The rip took me away pretty quickly and before long i realized that i needed to get out of the rip because the pwc's have no idea where i am and the chances of them fining me is getting very small so i started swimming diagonally with and across the rip to my left towards land. I managed to get of of the rip and into the offspring rip going along the land. In the meantime, the tourist boat passed me, as well as Grant on Whalesong and Carlos and Maya on the Redbull ski. The pwc's had phoned the harbour in the meantime reporting me as missing and all hell broke loose, rescue boats being launched, NSRI, helicopters etc. I have been "missing" now for around 40min so they started thinking the worst. After about 4-5 min, there's no hope if you swallowed water from blacking out, so they were basically trying to find the body they say. I lost my buddy dave smith 2 years ago for 10 min and was traumatized as anything so i could only imagine what my friends were feeling.

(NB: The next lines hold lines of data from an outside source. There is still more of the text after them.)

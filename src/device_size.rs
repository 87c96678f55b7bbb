//! Probe the size of a file or block device.
//!
//! Ported from nbdkit's `common/utils/device-size.c`. Regular files use
//! `fstat`. Block devices try the Linux `BLKGETSIZE64` ioctl, then fall
//! back to an exponential-then-binary seek search for the largest
//! readable offset (the same trick `util-linux` uses, since `lseek` past
//! the end of some device nodes is not detectable any other portable
//! way). Never requires the fd to be open for writing.

use std::fs::File;
use std::io::{self, Read, Seek, SeekFrom};
use std::os::unix::fs::FileTypeExt;
use std::os::unix::io::AsRawFd;

use nix::ioctl_read;

// Linux: _IOR(0x12, 114, size_t) — BLKGETSIZE64.
ioctl_read!(blkgetsize64, 0x12, 114, u64);

/// Return the size in bytes of `file`, which may be a regular file or a
/// block device.
pub fn device_size(file: &File) -> io::Result<u64> {
    let metadata = file.metadata()?;
    let file_type = metadata.file_type();

    if file_type.is_file() {
        return Ok(metadata.len());
    }
    if !file_type.is_block_device() {
        return Err(io::Error::new(
            io::ErrorKind::Unsupported,
            "not a regular file or block device",
        ));
    }

    if let Ok(size) = linux_blkgetsize64(file) {
        return Ok(size);
    }

    find_size_by_seeking(file)
}

fn linux_blkgetsize64(file: &File) -> io::Result<u64> {
    let mut size: u64 = 0;
    unsafe { blkgetsize64(file.as_raw_fd(), &mut size) }.map_err(io::Error::from)?;
    Ok(size)
}

/// Find the size of a device that doesn't answer to an ioctl by
/// exponentially growing a seek-and-read-one-byte probe, then binary
/// searching the boundary it crosses.
fn find_size_by_seeking(file: &File) -> io::Result<u64> {
    let mut file = file.try_clone()?;

    let mut low: i64 = 0;
    let mut high: i64 = 1024;
    while valid_offset(&mut file, high)? {
        if high == i64::MAX {
            return Err(io::Error::new(io::ErrorKind::FileTooLarge, "device too large"));
        }
        low = high;
        high = if high >= i64::MAX / 2 {
            i64::MAX
        } else {
            high * 2
        };
    }

    while low < high - 1 {
        let mid = low + (high - low) / 2;
        if valid_offset(&mut file, mid)? {
            low = mid;
        } else {
            high = mid;
        }
    }

    // Restore the file position. The original nbdkit code does this same
    // "seek to 0" as its last step; per the design notes, callers should
    // not otherwise rely on the file position after a size probe.
    let _ = valid_offset(&mut file, 0)?;

    Ok((low + 1) as u64)
}

fn valid_offset(file: &mut File, offset: i64) -> io::Result<bool> {
    if file.seek(SeekFrom::Start(offset as u64)).is_err() {
        return Ok(false);
    }
    let mut byte = [0u8; 1];
    Ok(matches!(file.read(&mut byte), Ok(1)))
}

#[cfg(test)]
mod tests {
    use super::*;
    use std::io::Write;

    #[test]
    fn regular_file_uses_metadata_len() {
        let mut f = tempfile::NamedTempFile::new().unwrap();
        f.write_all(&[0u8; 4096]).unwrap();
        let size = device_size(f.as_file()).unwrap();
        assert_eq!(size, 4096);
    }
}
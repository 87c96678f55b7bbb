//! Parse human-readable size strings, such as "2M" or "1s".
//!
//! Ported from nbdkit's `common/include/human-size.h`: a decimal integer
//! plus an optional one-letter scaling suffix. Sizes cannot be negative
//! and cannot overflow an `i64`.

use std::fmt;

/// Error returned by [`parse`] / [`parse_substring`].
#[derive(Debug, Clone, PartialEq, Eq)]
pub struct SizeParseError {
    message: &'static str,
    /// Byte offset into the input at which the problem was found.
    pub at: usize,
}

impl fmt::Display for SizeParseError {
    fn fmt(&self, f: &mut fmt::Formatter) -> fmt::Result {
        write!(f, "{}", self.message)
    }
}

impl std::error::Error for SizeParseError {}

fn err(message: &'static str, at: usize) -> SizeParseError {
    SizeParseError { message, at }
}

/// Parse `str` as a size with an optional suffix, requiring the entire
/// string to be consumed.
pub fn parse(s: &str) -> Result<i64, SizeParseError> {
    let (value, rest) = parse_substring(s)?;
    if !rest.is_empty() {
        return Err(err(
            "could not parse size: unknown suffix",
            s.len() - rest.len(),
        ));
    }
    Ok(value)
}

/// Parse a size prefix out of `str`, returning the parsed value and the
/// unconsumed remainder (which is empty iff there was no trailing
/// garbage).
pub fn parse_substring(s: &str) -> Result<(i64, &str), SizeParseError> {
    let digits_end = s
        .find(|c: char| !c.is_ascii_digit())
        .unwrap_or(s.len());
    if digits_end == 0 {
        return Err(err("could not parse size string", 0));
    }
    let digits = &s[..digits_end];
    let size: i64 = digits
        .parse()
        .map_err(|_| err("size exceeds maximum value", 0))?;
    if size < 0 {
        // unreachable since we only scanned ASCII digits, kept for parity
        // with the original's explicit negative check
        return Err(err("size cannot be negative", 0));
    }

    let rest = &s[digits_end..];
    let mut chars = rest.chars();
    let (scale, suffix_len): (i64, usize) = match chars.next() {
        None => (1, 0),
        Some(c) => match c {
            'b' | 'B' => (1, 1),
            'k' | 'K' => (1 << 10, 1),
            'm' | 'M' => (1 << 20, 1),
            'g' | 'G' => (1 << 30, 1),
            't' | 'T' => (1 << 40, 1),
            'p' | 'P' => (1 << 50, 1),
            'e' | 'E' => (1 << 60, 1),
            's' | 'S' => (512, 1),
            _ => (1, 0),
        },
    };

    if scale != 1 && (i64::MAX / scale) < size {
        return Err(err(
            "could not parse size: size * scale overflows",
            digits_end,
        ));
    }

    Ok((size * scale, &rest[suffix_len..]))
}

#[cfg(test)]
mod tests {
    use super::*;

    #[test]
    fn basic_values() {
        assert_eq!(parse("0").unwrap(), 0);
        assert_eq!(parse("512").unwrap(), 512);
        assert_eq!(parse("2M").unwrap(), 2_097_152);
        assert_eq!(parse("1s").unwrap(), 512);
        assert_eq!(parse("1E").unwrap(), 1_152_921_504_606_846_976);
    }

    #[test]
    fn rejects_negative_and_empty() {
        assert!(parse("-1").is_err());
        assert!(parse("").is_err());
    }

    #[test]
    fn strict_mode_rejects_trailing_garbage() {
        assert!(parse("1 M").is_err());
    }

    #[test]
    fn substring_mode_stops_at_first_unconsumed_byte() {
        let (value, rest) = parse_substring("1 M").unwrap();
        assert_eq!(value, 1);
        assert_eq!(rest, " M");
    }

    #[test]
    fn substring_mode_leaves_empty_rest_on_full_consumption() {
        let (value, rest) = parse_substring("2M").unwrap();
        assert_eq!(value, 2_097_152);
        assert_eq!(rest, "");
    }

    #[test]
    fn rejects_overflow() {
        assert!(parse("20000000000000000000E").is_err());
    }
}
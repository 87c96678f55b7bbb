//! A minimal manual-testing client: connect to a chain server over TCP
//! or a Unix socket and issue one read/write/flush operation.
//!
//! Wraps [`nbd_chain::client::Client`] — there is no kernel-attach mode
//! here (unlike a classic NBD client), since driving the in-kernel
//! `/dev/nbd*` device is client-side NBD behavior this crate's server
//! doesn't concern itself with.

use std::net::TcpStream;
use std::os::unix::net::UnixStream;
use std::path::PathBuf;

use clap::{Parser, Subcommand};
use color_eyre::eyre::WrapErr;
use color_eyre::Result;

use nbd_chain::client::Client;

/// Issue a single NBD request against a running chain server.
#[derive(Parser, Debug)]
#[command(author, version, about)]
struct Args {
    /// host:port to connect to, unless --unix is given.
    #[arg(long, default_value = "127.0.0.1:10809")]
    host: String,

    /// Connect to a Unix domain socket instead of TCP.
    #[arg(long)]
    unix: Option<PathBuf>,

    /// Name of the export to request.
    #[arg(long, default_value = "")]
    export_name: String,

    #[command(subcommand)]
    command: Command,
}

#[derive(Subcommand, Debug)]
enum Command {
    /// Print the export's size, as reported during the handshake.
    Size,
    /// Read `len` bytes at `offset` and print them as hex to stdout.
    Read { offset: u64, len: u32 },
    /// Write hex-encoded `data` at `offset`.
    Write { offset: u64, data: String },
    /// Send a flush command.
    Flush,
}

fn parse_hex(s: &str) -> Result<Vec<u8>> {
    if s.len() % 2 != 0 {
        color_eyre::eyre::bail!("hex data must have an even number of digits");
    }
    (0..s.len())
        .step_by(2)
        .map(|i| u8::from_str_radix(&s[i..i + 2], 16).wrap_err("invalid hex digit"))
        .collect()
}

fn run<IO: std::io::Read + std::io::Write>(stream: IO, args: &Args) -> Result<()> {
    let mut client = Client::new(stream, &args.export_name)?;
    match &args.command {
        Command::Size => println!("{}", client.size()),
        Command::Read { offset, len } => {
            let data = client.read(*offset, *len)?;
            println!(
                "{}",
                data.iter().map(|b| format!("{b:02x}")).collect::<String>()
            );
        }
        Command::Write { offset, data } => {
            client.write(*offset, &parse_hex(data)?)?;
        }
        Command::Flush => client.flush()?,
    }
    Ok(())
}

fn main() -> Result<()> {
    color_eyre::install()?;
    env_logger::init();
    let args = Args::parse();

    if let Some(path) = &args.unix {
        let stream = UnixStream::connect(path)
            .wrap_err_with(|| format!("connecting to {}", path.display()))?;
        run(stream, &args)
    } else {
        let stream = TcpStream::connect(&args.host)
            .wrap_err_with(|| format!("connecting to {}", args.host))?;
        run(stream, &args)
    }
}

Ok back to the story, so i am hugging the shore looking for an exit point amongst the rocks where the surf would be smaller and allow me a gap to safely get to shore when James Taylor comes racing out of the harbour and basically runs directly into me...saved!. Grant on Whalesong hugged me, jason was as white a a sheet, Gigs cried,Chris and Greg already picked their suits for my funeral etc.... and beers and sighs allround in the bar afterwards.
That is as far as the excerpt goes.